Banyak orang mengira bahwa karena stasiun pengaduk beton dan menara pengaduk beton sama-sama merupakan peralatan untuk memproduksi beton, maka tidak banyak perbedaan, yang membedakan hanyalah yang satu besar dan yang lainnya kecil, yang satu tinggi dan yang lainnya rendah. Padahal, sebenarnya tidak demikian. Namun, apa perbedaan antara kedua perangkat ini? Mari kita perkenalkan secara singkat.
Pertama-tama, perbedaan antara stasiun pencampuran beton dan sistem menara pencampuran: stasiun pencampuran terdiri dari lima sistem utama, seperti sistem pasokan material, sistem pengukuran, sistem pencampuran, sistem kontrol listrik, dll. Menara pencampuran relatif lebih sederhana.
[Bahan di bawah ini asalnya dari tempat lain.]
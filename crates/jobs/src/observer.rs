// crates/jobs/src/observer.rs
//! Subscriber handles attached to a job.
//!
//! An observer is the sending half of an unbounded channel of serialized
//! frames. Sends never block. Dropping the sender is how a job closes an
//! observer: the receiving side sees the channel end.

use std::sync::atomic::{AtomicU64, Ordering};

use serde::Serialize;
use tokio::sync::mpsc;

use crate::types::JobUpdate;

/// Sending half handed to a job when an observer attaches.
pub type ObserverTx = mpsc::UnboundedSender<String>;

/// Receiving half held by the transport.
pub type ObserverRx = mpsc::UnboundedReceiver<String>;

/// Create a fresh observer channel.
pub fn channel() -> (ObserverTx, ObserverRx) {
    mpsc::unbounded_channel()
}

static NEXT_OBSERVER_ID: AtomicU64 = AtomicU64::new(1);

/// Process-unique identifier of an attached observer.
#[derive(Debug, Clone, Copy, PartialEq, Eq, Hash, Serialize)]
pub struct ObserverId(u64);

impl ObserverId {
    pub(crate) fn next() -> Self {
        Self(NEXT_OBSERVER_ID.fetch_add(1, Ordering::Relaxed))
    }

    pub fn as_u64(self) -> u64 {
        self.0
    }
}

pub(crate) struct Observer {
    pub(crate) id: ObserverId,
    tx: ObserverTx,
}

impl Observer {
    pub(crate) fn new(id: ObserverId, tx: ObserverTx) -> Self {
        Self { id, tx }
    }

    /// Returns false when the receiving side is gone.
    pub(crate) fn send(&self, text: &str) -> bool {
        self.tx.send(text.to_owned()).is_ok()
    }
}

/// Serialize `update` once and push it to every observer.
///
/// Observers whose channel is closed are dropped from the set; the rest
/// still receive the message.
pub(crate) fn broadcast(observers: &mut Vec<Observer>, job_id: &str, update: &JobUpdate) {
    if observers.is_empty() {
        return;
    }
    let text = match update.to_text() {
        Ok(text) => text,
        Err(e) => {
            tracing::error!(job_id = %job_id, error = %e, "Failed to serialize job update");
            return;
        }
    };
    observers.retain(|observer| {
        let delivered = observer.send(&text);
        if !delivered {
            tracing::debug!(
                job_id = %job_id,
                observer_id = observer.id.as_u64(),
                "Observer channel closed, dropping observer"
            );
        }
        delivered
    });
}

#[cfg(test)]
mod tests {
    use super::*;
    use crate::types::JobStatus;

    fn status_update() -> JobUpdate {
        JobUpdate::Status {
            task: None,
            timestamp: chrono::Utc::now(),
            status: JobStatus::InProgress,
        }
    }

    #[test]
    fn test_observer_ids_are_unique() {
        let a = ObserverId::next();
        let b = ObserverId::next();
        assert_ne!(a, b);
        assert!(b.as_u64() > a.as_u64());
    }

    #[test]
    fn test_broadcast_reaches_all_observers() {
        let (tx1, mut rx1) = channel();
        let (tx2, mut rx2) = channel();
        let mut observers = vec![
            Observer::new(ObserverId::next(), tx1),
            Observer::new(ObserverId::next(), tx2),
        ];

        broadcast(&mut observers, "job-1", &status_update());

        assert_eq!(observers.len(), 2);
        assert!(rx1.try_recv().unwrap().contains("\"in-progress\""));
        assert!(rx2.try_recv().unwrap().contains("\"in-progress\""));
    }

    #[test]
    fn test_broadcast_drops_closed_observer_only() {
        let (tx1, rx1) = channel();
        let (tx2, mut rx2) = channel();
        let mut observers = vec![
            Observer::new(ObserverId::next(), tx1),
            Observer::new(ObserverId::next(), tx2),
        ];
        drop(rx1);

        broadcast(&mut observers, "job-1", &status_update());

        assert_eq!(observers.len(), 1);
        assert!(rx2.try_recv().is_ok());
    }
}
Kedua, wadah agregat menara pencampur berada di atas, dan agregat memasuki mixer langsung setelah pengukuran; sedangkan wadah agregat stasiun pencampuran berada di bawah, dan agregat perlu diangkut dengan sabuk miring (beberapa menggunakan lift) setelah pengukuran sebelum memasuki mixer. Dalam istilah awam, agregat diangkat sekali dan disebut menara, dan agregat diangkat dua kali dan disebut stasiun. Karena wadah agregat menara pencampur berada di atas, struktur baja akan lebih besar dan sabuk miring akan relatif lebih panjang. Namun dalam hal produktivitas, produktivitas menara pencampur sekitar seperlima lebih tinggi daripada stasiun pencampuran.

Selama pengoperasian, konsumsi energi dan tingkat kegagalan akan meningkat karena seringnya penyalaan sabuk miring stasiun pencampuran, sementara konsumsi energi dan tingkat kegagalan pabrik pencampuran relatif rendah.
Terakhir, dikarenakan kapasitas produksi stasiun pencampuran yang kecil, strukturnya mudah dibongkar dan dipasang, serta dapat dibentuk menjadi lokasi pemindahan kontainer, yang cocok untuk lokasi konstruksi; meskipun pabrik pencampuran berukuran besar dan produktivitasnya tinggi, ia hanya dapat digunakan sebagai alat pencampuran tetap, yang cocok untuk proyek pemeliharaan air skala besar atau pasokan beton komersial dengan hasil produksi besar.
Oleh karena itu, saat pelanggan membedakan antara stasiun pencampuran beton dan pabrik pencampuran beton, mereka memilih peralatan yang tepat dari beberapa aspek seperti berapa kali agregat (material) diangkat dan efisiensi produksi.